If this looks right to you, I'll prepare a CR for pushing. I'll need
a bug ID, please.
Thanks,
Andrew.
diff -r 2dbcb4a4d8da src/os/linux/vm/globals_linux.hpp
--- a/src/os/linux/vm/globals_linux.hpp Fri Apr 01 20:44:31 2011 -0700
+++ b/src/os/linux/vm/globals_linux.hpp Wed Apr 06 15:46:23 2011 +0100
@@ -33,9 +33,15 @@
"enable support for Oprofile profiler") \
\
product(bool, UseLinuxPosixThreadCPUClocks, true, \
- "enable fast Linux Posix clocks where available")
-// NB: The default value of UseLinuxPosixThreadCPUClocks may be
-// overridden in Arguments::parse_each_vm_init_arg.

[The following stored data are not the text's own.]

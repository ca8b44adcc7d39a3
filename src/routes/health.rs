//! Health check handler

use axum::{extract::State, Json};
use serde::Serialize;

use crate::cache::CacheStats;
use crate::AppState;

#[derive(Debug, Serialize)]
pub struct HealthResponse {
    pub status: &'static str,
    pub version: &'static str,
    pub sessions: CacheStats,
}

/// GET /health
pub async fn health(State(state): State<AppState>) -> Json<HealthResponse> {
    Json(HealthResponse {
        status: "ok",
        version: env!("CARGO_PKG_VERSION"),
        sessions: state.cache.stats(),
    })
}
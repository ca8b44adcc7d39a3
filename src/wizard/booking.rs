//! Customer booking flow: pick a service, configure it, schedule, contact.

use std::fmt;

use chrono::NaiveDate;
use rust_decimal::Decimal;
use serde::{Deserialize, Serialize};

use crate::pricing::{
    estimate_service, find_service, CatalogService, EstimateInput, JobEstimate, ServiceCategory,
    ServiceUnit,
};

use super::validation::{require, ContactDetails, ContactFields, FieldError};
use super::WizardFlow;

#[derive(Debug, Clone, Copy, PartialEq, Eq, Serialize, Deserialize)]
#[serde(rename_all = "snake_case")]
pub enum BookingStep {
    Service,
    Configure,
    Schedule,
    Contact,
}

impl fmt::Display for BookingStep {
    fn fmt(&self, f: &mut fmt::Formatter<'_>) -> fmt::Result {
        f.write_str(match self {
            BookingStep::Service => "service",
            BookingStep::Configure => "configure",
            BookingStep::Schedule => "schedule",
            BookingStep::Contact => "contact",
        })
    }
}

#[derive(Debug, Clone, Copy, PartialEq, Eq, Serialize, Deserialize)]
#[serde(rename_all = "snake_case")]
pub enum TimeSlot {
    Morning,
    Afternoon,
    Evening,
}

/// Everything the customer has entered so far.
#[derive(Debug, Clone, Default, PartialEq, Serialize, Deserialize)]
#[serde(default)]
pub struct BookingDraft {
    /// Catalog slug.
    pub service: Option<String>,
    pub configuration: EstimateInput,
    pub preferred_date: Option<NaiveDate>,
    pub time_slot: Option<TimeSlot>,
    pub contact: ContactDetails,
    pub address: String,
    pub notes: String,
}

impl BookingDraft {
    pub fn catalog_service(&self) -> Option<&'static CatalogService> {
        self.service.as_deref().and_then(find_service)
    }
}

/// Live estimate shown while the customer configures the booking.
#[derive(Debug, Clone, Serialize)]
pub struct BookingPreview {
    pub service: &'static str,
    pub title: &'static str,
    pub unit: ServiceUnit,
    pub estimate: JobEstimate,
}

#[derive(Debug, Clone, Copy, Default)]
pub struct BookingFlow;

const CONTACT_FIELDS: ContactFields = ContactFields {
    name: "contact.name",
    email: "contact.email",
    phone: "contact.phone",
};

impl WizardFlow for BookingFlow {
    type Step = BookingStep;
    type Draft = BookingDraft;
    type Preview = BookingPreview;

    const NAME: &'static str = "booking";
    const STEPS: &'static [BookingStep] = &[
        BookingStep::Service,
        BookingStep::Configure,
        BookingStep::Schedule,
        BookingStep::Contact,
    ];

    fn validate(step: BookingStep, draft: &BookingDraft) -> Vec<FieldError> {
        let mut errors = Vec::new();
        match step {
            BookingStep::Service => {
                if draft.catalog_service().is_none() {
                    errors.push(FieldError::new("service", "Choose a service"));
                }
            }
            BookingStep::Configure => match draft.catalog_service() {
                Some(service) => validate_configuration(service, &draft.configuration, &mut errors),
                None => errors.push(FieldError::new("service", "Choose a service")),
            },
            BookingStep::Schedule => {
                if draft.preferred_date.is_none() {
                    errors.push(FieldError::new("preferred_date", "Choose a date"));
                }
                if draft.time_slot.is_none() {
                    errors.push(FieldError::new("time_slot", "Choose a time of day"));
                }
            }
            BookingStep::Contact => {
                draft.contact.validate(&mut errors, CONTACT_FIELDS);
                require(&mut errors, "address", &draft.address);
            }
        }
        errors
    }

    fn preview(draft: &BookingDraft) -> Option<BookingPreview> {
        let service = draft.catalog_service()?;
        let estimate = estimate_service(service, &draft.configuration).ok()??;
        Some(BookingPreview {
            service: service.slug,
            title: service.title,
            unit: service.unit,
            estimate,
        })
    }
}

fn validate_configuration(
    service: &CatalogService,
    config: &EstimateInput,
    errors: &mut Vec<FieldError>,
) {
    if config.worker_count.is_some_and(|n| n < 1) {
        errors.push(FieldError::new(
            "configuration.worker_count",
            "At least one worker is needed",
        ));
    }

    let positive = |value: Option<i32>| value.is_some_and(|n| n > 0);
    match service.category {
        ServiceCategory::GeneralArea | ServiceCategory::FixedPriceCatalog => {
            if !config.quantity.is_some_and(|q| q > Decimal::ZERO) {
                errors.push(FieldError::new("configuration.quantity", "Enter a quantity"));
            }
        }
        ServiceCategory::LaundryByWeight => {
            let has_weight = config.quantity.is_some_and(|q| q > Decimal::ZERO);
            if !has_weight && !positive(config.employee_count) {
                errors.push(FieldError::new(
                    "configuration.employee_count",
                    "Enter the number of employees or the laundry weight",
                ));
            }
        }
        ServiceCategory::Staircase => {
            if !positive(config.stairwell_count) {
                errors.push(FieldError::new(
                    "configuration.stairwell_count",
                    "Enter the number of stairwells",
                ));
            }
            if !positive(config.floors_per_stairwell) {
                errors.push(FieldError::new(
                    "configuration.floors_per_stairwell",
                    "Enter the number of floors",
                ));
            }
        }
    }
}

+ "enable fast Linux Posix clocks where available") \
+/* NB: The default value of UseLinuxPosixThreadCPUClocks may be \
+ overridden in Arguments::parse_each_vm_init_arg. */ \
+ \
+ product(bool, UseHugeTLBFS, false, \
+ "Use MAP_HUGETLB for large pages") \
+ \
+ product(bool, UseSHM, false, \
+ "Use SYSV shared memory for large pages")
//
// Defines Linux-specific default values. The flags are available on all
diff -r 2dbcb4a4d8da src/os/linux/vm/os_linux.cpp
--- a/src/os/linux/vm/os_linux.cpp Fri Apr 01 20:44:31 2011 -0700
+++ b/src/os/linux/vm/os_linux.cpp Wed Apr 06 15:46:23 2011 +0100
@@ -2465,8 +2465,22 @@
return res != (uintptr_t) MAP_FAILED;
}
+// Define MAP_HUGETLB here so we can build HotSpot on old systems.
+#ifndef MAP_HUGETLB
+#define MAP_HUGETLB 0x40000
+#endif
+
bool os::commit_memory(char* addr, size_t size, size_t alignment_hint,
bool exec) {
+ if (UseHugeTLBFS && alignment_hint > (size_t)vm_page_size()) {
+ int prot = exec ? PROT_READ|PROT_WRITE|PROT_EXEC : PROT_READ|PROT_WRITE;
+ uintptr_t res =
+ (uintptr_t) ::mmap(addr, size, prot,
+ MAP_PRIVATE|MAP_FIXED|MAP_ANONYMOUS|MAP_HUGETLB,
+ -1, 0);
+ return res != (uintptr_t) MAP_FAILED;
+ }
+
return commit_memory(addr, size, exec);
}
@@ -2818,6 +2832,42 @@
return linux_mprotect(addr, size, PROT_READ|PROT_WRITE);
}
+bool os::Linux::hugetlbfs_sanity_check(bool warn, size_t page_size) {
+ bool result = false;
+ void *p = mmap (NULL, page_size, PROT_READ|PROT_WRITE,
+ MAP_ANONYMOUS|MAP_PRIVATE|MAP_HUGETLB,
+ -1, 0);
+
+ if (p != (void *) -1) {
+ // We don't know if this really is a huge page or not.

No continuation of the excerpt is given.